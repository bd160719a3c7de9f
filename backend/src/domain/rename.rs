//! Cascading account renames.
//!
//! Renaming a role's accounts position by position must carry the new names
//! into two dependent tables: edgefiles named `<prefix>.<role>.<account>` and
//! the role's thread assignments bound to the account. The engine reads all
//! affected rows before writing any of them, so swaps such as `a b` -> `b a`
//! do not chase their own output. Every successful write is journalled and
//! the journal can be replayed backwards to undo a failed batch.

use std::fmt;
use std::sync::Arc;

use tracing::{info, warn};

use super::accounts::AccountSet;
use super::inventory::{EdgeFileId, RoleId, ThreadAssignmentId};
use super::ports::{InventoryStore, InventoryStoreError};

/// One positional account rename.
#[derive(Debug, Clone, PartialEq, Eq)]
pub struct Rename {
    pub old: String,
    pub new: String,
}

impl Rename {
    pub fn new(old: impl Into<String>, new: impl Into<String>) -> Self {
        Self {
            old: old.into(),
            new: new.into(),
        }
    }
}

impl fmt::Display for Rename {
    fn fmt(&self, f: &mut fmt::Formatter<'_>) -> fmt::Result {
        write!(f, "{} -> {}", self.old, self.new)
    }
}

/// The rename path only supports one-to-one renames.
#[derive(Debug, Clone, Copy, PartialEq, Eq, thiserror::Error)]
#[error("account count changed from {old} to {new}; renames must keep the count")]
pub struct AccountCountMismatch {
    pub old: usize,
    pub new: usize,
}

/// Pair up `old` and `new` by position and keep the differing pairs.
///
/// # Examples
/// ```
/// use edgeconfig::domain::{AccountSet, Rename, compute_renames};
///
/// let renames = compute_renames(&AccountSet::parse("a b"), &AccountSet::parse("a c"))
///     .expect("same length");
/// assert_eq!(renames, [Rename::new("b", "c")]);
/// ```
pub fn compute_renames(
    old: &AccountSet,
    new: &AccountSet,
) -> Result<Vec<Rename>, AccountCountMismatch> {
    if old.len() != new.len() {
        return Err(AccountCountMismatch {
            old: old.len(),
            new: new.len(),
        });
    }
    Ok(old
        .iter()
        .zip(new.iter())
        .filter(|(before, after)| before != after)
        .map(|(before, after)| Rename::new(before, after))
        .collect())
}

/// Suffix identifying a role/account pair inside edgefile names.
pub fn edge_file_suffix(role_name: &str, account: &str) -> String {
    format!("{role_name}.{account}")
}

/// The part of `name` before `suffix`, when the suffix sits on a dot
/// boundary (or is the whole name).
fn segment_stem<'a>(name: &'a str, suffix: &str) -> Option<&'a str> {
    name.strip_suffix(suffix)
        .filter(|stem| stem.is_empty() || stem.ends_with('.'))
}

/// Planned edgefile rename.
#[derive(Debug, Clone, PartialEq, Eq)]
pub struct EdgeFileRewrite {
    pub id: EdgeFileId,
    pub from: String,
    pub to: String,
}

/// All row changes implied by one [`Rename`].
#[derive(Debug, Clone, PartialEq, Eq)]
pub struct RenameStep {
    pub rename: Rename,
    pub edge_files: Vec<EdgeFileRewrite>,
    pub thread_assignments: Vec<ThreadAssignmentId>,
}

/// Row-level plan for a batch of renames on one role.
#[derive(Debug, Clone, PartialEq, Eq)]
pub struct RenamePlan {
    pub role_id: RoleId,
    pub role_name: String,
    pub steps: Vec<RenameStep>,
}

impl RenamePlan {
    pub fn is_empty(&self) -> bool {
        self.steps.is_empty()
    }
}

/// Rows touched by one applied rename.
#[derive(Debug, Clone, PartialEq, Eq)]
pub struct AppliedRename {
    pub rename: Rename,
    pub edge_files: usize,
    pub thread_assignments: usize,
}

/// Outcome of a fully applied rename batch.
#[derive(Debug, Clone, Default, PartialEq, Eq)]
pub struct RenameReport {
    pub applied: Vec<AppliedRename>,
}

impl RenameReport {
    pub fn renames(&self) -> impl Iterator<Item = &Rename> {
        self.applied.iter().map(|applied| &applied.rename)
    }

    pub fn is_empty(&self) -> bool {
        self.applied.is_empty()
    }
}

/// A row write that has been carried out and can be reversed.
#[derive(Debug, Clone, PartialEq, Eq)]
pub enum JournalEntry {
    EdgeFileRenamed {
        id: EdgeFileId,
        from: String,
        to: String,
    },
    ThreadAssignmentRebound {
        id: ThreadAssignmentId,
        from: String,
        to: String,
    },
}

impl fmt::Display for JournalEntry {
    fn fmt(&self, f: &mut fmt::Formatter<'_>) -> fmt::Result {
        match self {
            Self::EdgeFileRenamed { id, from, to } => {
                write!(f, "edgefile {id}: {from} -> {to}")
            }
            Self::ThreadAssignmentRebound { id, from, to } => {
                write!(f, "thread assignment {id}: {from} -> {to}")
            }
        }
    }
}

/// Ordered log of completed writes.
#[derive(Debug, Clone, Default, PartialEq, Eq)]
pub struct RenameJournal {
    entries: Vec<JournalEntry>,
}

impl RenameJournal {
    pub fn entries(&self) -> &[JournalEntry] {
        &self.entries
    }

    pub fn is_empty(&self) -> bool {
        self.entries.is_empty()
    }

    fn record(&mut self, entry: JournalEntry) {
        self.entries.push(entry);
    }
}

/// A rename batch stopped part way through.
#[derive(Debug, Clone, PartialEq, Eq)]
pub struct RenameInterrupted {
    /// The rename whose writes failed.
    pub failed: Rename,
    pub source: InventoryStoreError,
    /// Renames fully applied before the failure.
    pub completed: RenameReport,
    /// Every write carried out, including those of `failed`.
    pub journal: RenameJournal,
}

/// Writes that could not be reversed during compensation.
#[derive(Debug, Clone, PartialEq, Eq)]
pub struct CompensationFailure {
    pub unreverted: Vec<JournalEntry>,
    pub source: InventoryStoreError,
}

/// Engine that plans, applies and undoes account renames.
#[derive(Clone)]
pub struct CascadingRenameEngine<S: ?Sized> {
    store: Arc<S>,
}

impl<S: ?Sized> CascadingRenameEngine<S> {
    pub fn new(store: Arc<S>) -> Self {
        Self { store }
    }
}

impl<S> CascadingRenameEngine<S>
where
    S: InventoryStore + ?Sized,
{
    /// Read every row each rename will touch.
    pub async fn plan(
        &self,
        role_id: RoleId,
        role_name: &str,
        renames: &[Rename],
    ) -> Result<RenamePlan, InventoryStoreError> {
        let mut steps = Vec::with_capacity(renames.len());
        for rename in renames {
            let old_suffix = edge_file_suffix(role_name, &rename.old);
            let new_suffix = edge_file_suffix(role_name, &rename.new);
            let edge_files = self
                .store
                .get_edge_files_by_name_suffix(&old_suffix)
                .await?
                .into_iter()
                .filter_map(|file| {
                    let to = format!("{}{new_suffix}", segment_stem(&file.name, &old_suffix)?);
                    Some(EdgeFileRewrite {
                        id: file.id,
                        from: file.name,
                        to,
                    })
                })
                .collect();
            let thread_assignments = self
                .store
                .list_thread_assignments_by_role_and_account(role_id, &rename.old)
                .await?
                .into_iter()
                .map(|assignment| assignment.id)
                .collect();
            steps.push(RenameStep {
                rename: rename.clone(),
                edge_files,
                thread_assignments,
            });
        }
        Ok(RenamePlan {
            role_id,
            role_name: role_name.to_owned(),
            steps,
        })
    }

    /// Carry out a plan, journalling each write.
    pub async fn apply(
        &self,
        plan: &RenamePlan,
    ) -> Result<(RenameReport, RenameJournal), RenameInterrupted> {
        let mut report = RenameReport::default();
        let mut journal = RenameJournal::default();

        for step in &plan.steps {
            if let Err(source) = self.apply_step(step, &mut journal).await {
                warn!(
                    role_id = %plan.role_id,
                    rename = %step.rename,
                    error = %source,
                    "account rename failed"
                );
                return Err(RenameInterrupted {
                    failed: step.rename.clone(),
                    source,
                    completed: report,
                    journal,
                });
            }
            info!(
                role_id = %plan.role_id,
                rename = %step.rename,
                edge_files = step.edge_files.len(),
                thread_assignments = step.thread_assignments.len(),
                "account renamed"
            );
            report.applied.push(AppliedRename {
                rename: step.rename.clone(),
                edge_files: step.edge_files.len(),
                thread_assignments: step.thread_assignments.len(),
            });
        }

        Ok((report, journal))
    }

    async fn apply_step(
        &self,
        step: &RenameStep,
        journal: &mut RenameJournal,
    ) -> Result<(), InventoryStoreError> {
        for rewrite in &step.edge_files {
            self.store.rename_edge_file(rewrite.id, &rewrite.to).await?;
            journal.record(JournalEntry::EdgeFileRenamed {
                id: rewrite.id,
                from: rewrite.from.clone(),
                to: rewrite.to.clone(),
            });
        }
        for id in &step.thread_assignments {
            self.store
                .update_thread_assignment_account(*id, &step.rename.new)
                .await?;
            journal.record(JournalEntry::ThreadAssignmentRebound {
                id: *id,
                from: step.rename.old.clone(),
                to: step.rename.new.clone(),
            });
        }
        Ok(())
    }

    /// Undo journalled writes, newest first.
    ///
    /// Keeps going after a failed reversal so as many rows as possible are
    /// restored; the writes left in place are returned with the first error.
    pub async fn compensate(&self, journal: &RenameJournal) -> Result<(), CompensationFailure> {
        let mut unreverted = Vec::new();
        let mut first_error = None;

        for entry in journal.entries().iter().rev() {
            let outcome = match entry {
                JournalEntry::EdgeFileRenamed { id, from, .. } => {
                    self.store.rename_edge_file(*id, from).await
                }
                JournalEntry::ThreadAssignmentRebound { id, from, .. } => {
                    self.store.update_thread_assignment_account(*id, from).await
                }
            };
            if let Err(error) = outcome {
                warn!(entry = %entry, error = %error, "failed to reverse rename write");
                unreverted.push(entry.clone());
                first_error.get_or_insert(error);
            }
        }

        match first_error {
            None => {
                if !journal.is_empty() {
                    info!(writes = journal.entries().len(), "rename writes reversed");
                }
                Ok(())
            }
            Some(source) => Err(CompensationFailure { unreverted, source }),
        }
    }
}

#[cfg(test)]
#[path = "rename_tests.rs"]
mod tests;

Exercise brief: Please return every line of the material above that includes "source".

Written reply:
    pub source: InventoryStoreError,
    pub source: InventoryStoreError,
            if let Err(source) = self.apply_step(step, &mut journal).await {
                    error = %source,
                    source,
            Some(source) => Err(CompensationFailure { unreverted, source }),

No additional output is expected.